### Exercise requirements
Scan the listing below. Return every line containing the string "never".

Start of Excerpted records

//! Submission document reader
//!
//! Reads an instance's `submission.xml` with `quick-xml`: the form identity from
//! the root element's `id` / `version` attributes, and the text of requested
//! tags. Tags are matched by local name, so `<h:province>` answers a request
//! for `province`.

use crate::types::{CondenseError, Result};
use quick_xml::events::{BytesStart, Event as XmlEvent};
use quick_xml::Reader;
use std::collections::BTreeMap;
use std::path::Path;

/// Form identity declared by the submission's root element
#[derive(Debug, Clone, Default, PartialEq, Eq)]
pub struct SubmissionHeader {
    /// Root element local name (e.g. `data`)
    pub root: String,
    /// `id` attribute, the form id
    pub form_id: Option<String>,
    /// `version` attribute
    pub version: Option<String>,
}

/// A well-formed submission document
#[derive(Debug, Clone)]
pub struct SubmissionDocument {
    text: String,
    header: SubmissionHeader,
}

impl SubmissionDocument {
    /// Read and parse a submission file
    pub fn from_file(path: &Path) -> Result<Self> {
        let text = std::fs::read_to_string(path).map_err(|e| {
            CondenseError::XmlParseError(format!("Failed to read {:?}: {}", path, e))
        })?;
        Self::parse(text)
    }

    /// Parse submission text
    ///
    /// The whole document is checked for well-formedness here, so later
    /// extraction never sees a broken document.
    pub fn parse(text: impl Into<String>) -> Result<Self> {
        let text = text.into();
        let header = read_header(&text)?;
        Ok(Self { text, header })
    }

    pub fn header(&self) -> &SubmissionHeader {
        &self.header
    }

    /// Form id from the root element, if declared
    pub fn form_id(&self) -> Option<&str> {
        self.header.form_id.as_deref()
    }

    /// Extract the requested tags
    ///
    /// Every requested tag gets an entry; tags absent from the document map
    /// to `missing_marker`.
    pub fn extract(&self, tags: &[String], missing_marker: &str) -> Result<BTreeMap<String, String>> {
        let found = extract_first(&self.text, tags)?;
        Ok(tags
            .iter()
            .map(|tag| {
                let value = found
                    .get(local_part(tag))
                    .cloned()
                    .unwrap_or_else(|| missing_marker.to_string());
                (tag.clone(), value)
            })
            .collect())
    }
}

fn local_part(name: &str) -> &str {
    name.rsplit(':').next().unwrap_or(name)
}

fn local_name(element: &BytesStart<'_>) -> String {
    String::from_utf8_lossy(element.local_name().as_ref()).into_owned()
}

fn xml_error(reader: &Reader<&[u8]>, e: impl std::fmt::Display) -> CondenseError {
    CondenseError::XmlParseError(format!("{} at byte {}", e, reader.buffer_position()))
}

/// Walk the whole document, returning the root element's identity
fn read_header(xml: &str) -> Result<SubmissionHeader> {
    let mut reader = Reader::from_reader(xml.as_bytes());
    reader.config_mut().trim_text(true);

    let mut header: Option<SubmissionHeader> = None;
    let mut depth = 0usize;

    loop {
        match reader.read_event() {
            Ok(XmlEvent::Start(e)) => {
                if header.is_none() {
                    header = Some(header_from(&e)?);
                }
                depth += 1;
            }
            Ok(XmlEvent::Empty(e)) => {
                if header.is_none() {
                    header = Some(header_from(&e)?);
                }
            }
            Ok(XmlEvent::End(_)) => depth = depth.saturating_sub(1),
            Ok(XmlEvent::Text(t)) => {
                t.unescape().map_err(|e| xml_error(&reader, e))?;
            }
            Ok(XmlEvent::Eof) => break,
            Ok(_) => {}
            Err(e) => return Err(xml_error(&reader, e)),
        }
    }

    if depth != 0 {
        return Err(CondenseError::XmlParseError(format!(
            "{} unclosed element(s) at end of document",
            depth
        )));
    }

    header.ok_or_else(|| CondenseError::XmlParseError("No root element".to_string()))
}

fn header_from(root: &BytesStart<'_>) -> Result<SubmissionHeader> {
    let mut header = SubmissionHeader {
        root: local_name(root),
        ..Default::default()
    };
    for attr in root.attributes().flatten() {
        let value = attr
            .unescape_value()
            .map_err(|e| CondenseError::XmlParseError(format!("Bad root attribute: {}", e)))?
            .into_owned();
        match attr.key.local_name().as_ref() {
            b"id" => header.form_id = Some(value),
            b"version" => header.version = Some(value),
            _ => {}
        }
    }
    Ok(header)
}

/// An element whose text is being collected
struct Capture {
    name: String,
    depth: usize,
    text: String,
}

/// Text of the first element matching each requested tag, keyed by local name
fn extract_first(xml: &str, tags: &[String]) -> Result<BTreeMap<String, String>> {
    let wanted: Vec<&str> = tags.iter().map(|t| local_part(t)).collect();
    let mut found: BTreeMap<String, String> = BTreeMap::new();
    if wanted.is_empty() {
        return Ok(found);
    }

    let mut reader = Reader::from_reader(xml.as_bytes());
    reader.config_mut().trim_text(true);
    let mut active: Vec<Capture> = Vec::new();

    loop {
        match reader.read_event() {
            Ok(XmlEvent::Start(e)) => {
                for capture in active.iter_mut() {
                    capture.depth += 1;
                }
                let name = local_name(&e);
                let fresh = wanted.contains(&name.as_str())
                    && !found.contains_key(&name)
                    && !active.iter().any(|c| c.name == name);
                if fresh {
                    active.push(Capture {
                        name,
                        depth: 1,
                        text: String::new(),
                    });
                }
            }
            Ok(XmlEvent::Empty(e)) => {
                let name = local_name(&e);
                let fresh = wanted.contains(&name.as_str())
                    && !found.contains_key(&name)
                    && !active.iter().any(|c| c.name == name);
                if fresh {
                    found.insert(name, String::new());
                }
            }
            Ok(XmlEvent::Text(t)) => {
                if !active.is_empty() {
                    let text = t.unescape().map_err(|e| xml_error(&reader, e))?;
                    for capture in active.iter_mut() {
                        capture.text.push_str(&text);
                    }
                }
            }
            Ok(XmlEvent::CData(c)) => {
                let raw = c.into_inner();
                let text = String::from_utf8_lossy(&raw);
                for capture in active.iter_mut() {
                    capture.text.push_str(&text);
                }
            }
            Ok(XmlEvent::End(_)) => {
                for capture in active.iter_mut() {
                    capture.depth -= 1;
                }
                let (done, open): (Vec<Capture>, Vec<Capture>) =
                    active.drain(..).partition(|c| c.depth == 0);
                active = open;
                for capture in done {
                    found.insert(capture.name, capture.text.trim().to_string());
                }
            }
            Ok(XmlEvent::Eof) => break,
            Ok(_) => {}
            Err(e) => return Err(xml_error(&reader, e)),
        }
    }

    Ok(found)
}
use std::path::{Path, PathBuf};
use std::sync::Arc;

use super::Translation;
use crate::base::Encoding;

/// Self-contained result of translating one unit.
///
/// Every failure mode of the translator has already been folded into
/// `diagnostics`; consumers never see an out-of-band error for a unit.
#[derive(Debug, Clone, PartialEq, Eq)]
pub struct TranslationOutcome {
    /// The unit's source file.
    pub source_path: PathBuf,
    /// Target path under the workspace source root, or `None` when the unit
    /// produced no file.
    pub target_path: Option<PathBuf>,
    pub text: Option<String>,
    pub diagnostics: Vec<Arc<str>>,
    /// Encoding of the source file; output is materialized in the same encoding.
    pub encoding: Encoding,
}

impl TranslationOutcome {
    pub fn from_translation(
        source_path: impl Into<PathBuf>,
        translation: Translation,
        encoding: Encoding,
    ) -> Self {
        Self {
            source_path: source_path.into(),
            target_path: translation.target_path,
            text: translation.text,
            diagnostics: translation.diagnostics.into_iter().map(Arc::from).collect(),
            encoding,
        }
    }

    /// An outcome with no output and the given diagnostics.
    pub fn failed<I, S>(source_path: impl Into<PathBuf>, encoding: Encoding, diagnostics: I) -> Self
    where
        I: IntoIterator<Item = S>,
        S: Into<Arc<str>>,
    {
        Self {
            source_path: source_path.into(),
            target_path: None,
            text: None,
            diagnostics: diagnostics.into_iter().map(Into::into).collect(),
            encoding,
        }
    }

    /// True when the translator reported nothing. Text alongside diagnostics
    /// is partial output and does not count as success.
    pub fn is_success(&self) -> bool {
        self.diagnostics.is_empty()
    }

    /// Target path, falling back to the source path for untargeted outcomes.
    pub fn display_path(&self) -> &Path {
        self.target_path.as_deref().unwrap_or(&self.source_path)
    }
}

End of Excerpted records
Start of Excerpted records

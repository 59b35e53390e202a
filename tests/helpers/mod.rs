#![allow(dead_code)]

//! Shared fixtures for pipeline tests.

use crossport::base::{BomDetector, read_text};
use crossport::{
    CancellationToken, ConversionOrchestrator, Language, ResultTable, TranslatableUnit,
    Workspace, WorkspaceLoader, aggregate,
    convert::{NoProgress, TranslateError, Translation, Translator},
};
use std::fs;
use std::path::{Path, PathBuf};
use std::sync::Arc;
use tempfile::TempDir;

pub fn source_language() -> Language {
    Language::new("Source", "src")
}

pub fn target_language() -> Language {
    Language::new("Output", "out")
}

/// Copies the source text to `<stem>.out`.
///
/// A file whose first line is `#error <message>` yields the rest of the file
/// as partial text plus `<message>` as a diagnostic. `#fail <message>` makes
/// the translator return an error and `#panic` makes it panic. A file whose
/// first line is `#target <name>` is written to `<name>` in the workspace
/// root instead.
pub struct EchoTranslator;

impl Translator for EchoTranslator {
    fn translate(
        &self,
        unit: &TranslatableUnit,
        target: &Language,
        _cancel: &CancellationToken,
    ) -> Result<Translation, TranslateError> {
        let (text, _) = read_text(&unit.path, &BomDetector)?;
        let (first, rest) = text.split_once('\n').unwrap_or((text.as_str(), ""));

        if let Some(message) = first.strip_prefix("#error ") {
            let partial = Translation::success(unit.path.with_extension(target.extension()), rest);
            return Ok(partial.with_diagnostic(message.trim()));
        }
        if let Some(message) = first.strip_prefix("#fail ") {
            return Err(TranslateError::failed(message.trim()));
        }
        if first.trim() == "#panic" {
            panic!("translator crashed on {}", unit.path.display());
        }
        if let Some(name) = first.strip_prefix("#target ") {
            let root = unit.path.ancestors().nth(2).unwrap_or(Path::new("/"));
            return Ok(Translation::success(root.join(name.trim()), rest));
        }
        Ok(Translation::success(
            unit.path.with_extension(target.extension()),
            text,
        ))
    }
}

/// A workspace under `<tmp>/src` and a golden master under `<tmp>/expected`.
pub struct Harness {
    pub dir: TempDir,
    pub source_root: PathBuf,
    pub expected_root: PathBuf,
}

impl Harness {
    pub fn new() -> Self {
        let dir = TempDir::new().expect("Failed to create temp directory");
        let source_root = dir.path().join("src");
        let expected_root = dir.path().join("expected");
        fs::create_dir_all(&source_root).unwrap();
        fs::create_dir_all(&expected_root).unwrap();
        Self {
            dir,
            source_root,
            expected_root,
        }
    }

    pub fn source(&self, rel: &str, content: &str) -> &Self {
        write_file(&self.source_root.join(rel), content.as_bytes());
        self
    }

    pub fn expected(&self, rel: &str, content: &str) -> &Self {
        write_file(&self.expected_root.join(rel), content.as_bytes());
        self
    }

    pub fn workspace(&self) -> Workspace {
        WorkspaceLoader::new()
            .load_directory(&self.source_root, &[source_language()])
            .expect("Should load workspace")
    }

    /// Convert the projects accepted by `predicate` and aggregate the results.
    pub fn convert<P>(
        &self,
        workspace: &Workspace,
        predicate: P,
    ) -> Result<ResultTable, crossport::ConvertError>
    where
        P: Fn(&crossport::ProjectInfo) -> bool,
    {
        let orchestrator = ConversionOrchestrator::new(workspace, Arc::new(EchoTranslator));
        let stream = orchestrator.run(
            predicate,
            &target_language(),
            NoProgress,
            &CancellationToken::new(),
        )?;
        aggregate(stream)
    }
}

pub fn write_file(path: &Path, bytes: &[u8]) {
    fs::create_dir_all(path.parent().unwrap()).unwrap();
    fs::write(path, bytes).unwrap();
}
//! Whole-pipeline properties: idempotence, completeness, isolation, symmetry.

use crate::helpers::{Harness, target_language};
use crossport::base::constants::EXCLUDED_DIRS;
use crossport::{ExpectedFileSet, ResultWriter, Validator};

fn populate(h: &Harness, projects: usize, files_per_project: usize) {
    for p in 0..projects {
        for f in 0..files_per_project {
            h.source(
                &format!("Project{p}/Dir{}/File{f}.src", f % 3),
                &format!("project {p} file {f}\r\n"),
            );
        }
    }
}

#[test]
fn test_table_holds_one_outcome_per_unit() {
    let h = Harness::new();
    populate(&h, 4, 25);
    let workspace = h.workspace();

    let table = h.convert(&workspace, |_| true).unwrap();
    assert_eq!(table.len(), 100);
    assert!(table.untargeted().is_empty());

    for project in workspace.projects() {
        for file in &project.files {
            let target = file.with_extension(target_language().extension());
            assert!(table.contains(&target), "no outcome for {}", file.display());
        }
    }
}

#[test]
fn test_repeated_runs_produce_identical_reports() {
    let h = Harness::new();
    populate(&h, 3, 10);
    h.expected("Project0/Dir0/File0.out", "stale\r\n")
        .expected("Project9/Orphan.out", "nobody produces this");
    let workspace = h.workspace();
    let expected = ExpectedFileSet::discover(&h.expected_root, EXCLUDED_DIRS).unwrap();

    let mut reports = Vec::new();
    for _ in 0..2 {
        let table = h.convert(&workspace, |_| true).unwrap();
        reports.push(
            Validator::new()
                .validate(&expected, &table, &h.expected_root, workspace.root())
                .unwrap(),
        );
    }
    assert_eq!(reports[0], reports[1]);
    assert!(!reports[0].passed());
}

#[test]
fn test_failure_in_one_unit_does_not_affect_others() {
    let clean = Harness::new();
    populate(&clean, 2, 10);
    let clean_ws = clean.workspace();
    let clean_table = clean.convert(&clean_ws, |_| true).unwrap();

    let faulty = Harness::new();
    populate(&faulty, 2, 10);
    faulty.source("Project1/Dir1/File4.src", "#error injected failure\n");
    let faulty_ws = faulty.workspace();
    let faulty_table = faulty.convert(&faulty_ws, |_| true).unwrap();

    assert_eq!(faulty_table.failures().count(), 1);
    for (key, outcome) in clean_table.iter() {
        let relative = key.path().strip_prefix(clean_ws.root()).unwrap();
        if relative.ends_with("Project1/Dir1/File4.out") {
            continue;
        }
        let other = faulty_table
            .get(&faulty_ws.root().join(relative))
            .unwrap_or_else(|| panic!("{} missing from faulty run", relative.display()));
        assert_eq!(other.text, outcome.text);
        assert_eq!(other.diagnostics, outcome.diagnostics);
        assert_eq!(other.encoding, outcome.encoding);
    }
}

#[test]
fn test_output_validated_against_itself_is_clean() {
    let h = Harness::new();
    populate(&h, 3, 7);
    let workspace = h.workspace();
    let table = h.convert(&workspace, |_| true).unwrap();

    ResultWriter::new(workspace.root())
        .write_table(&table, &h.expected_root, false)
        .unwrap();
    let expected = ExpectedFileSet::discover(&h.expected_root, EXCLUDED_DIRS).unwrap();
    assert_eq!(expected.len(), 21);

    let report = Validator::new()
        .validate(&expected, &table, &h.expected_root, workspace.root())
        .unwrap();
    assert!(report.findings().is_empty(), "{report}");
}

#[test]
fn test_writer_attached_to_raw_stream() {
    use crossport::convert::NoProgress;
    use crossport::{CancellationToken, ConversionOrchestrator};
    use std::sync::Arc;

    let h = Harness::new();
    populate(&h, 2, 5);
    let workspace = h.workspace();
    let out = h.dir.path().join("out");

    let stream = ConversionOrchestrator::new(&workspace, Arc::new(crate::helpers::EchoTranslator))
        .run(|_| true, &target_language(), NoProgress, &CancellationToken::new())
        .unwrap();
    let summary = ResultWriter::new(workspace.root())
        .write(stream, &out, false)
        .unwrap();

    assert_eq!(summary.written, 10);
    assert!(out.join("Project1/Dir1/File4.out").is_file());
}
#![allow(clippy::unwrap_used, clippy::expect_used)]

End of Excerpted records

### Result of the task
    /// extraction never sees a broken document.
/// `diagnostics`; consumers never see an out-of-band error for a unit.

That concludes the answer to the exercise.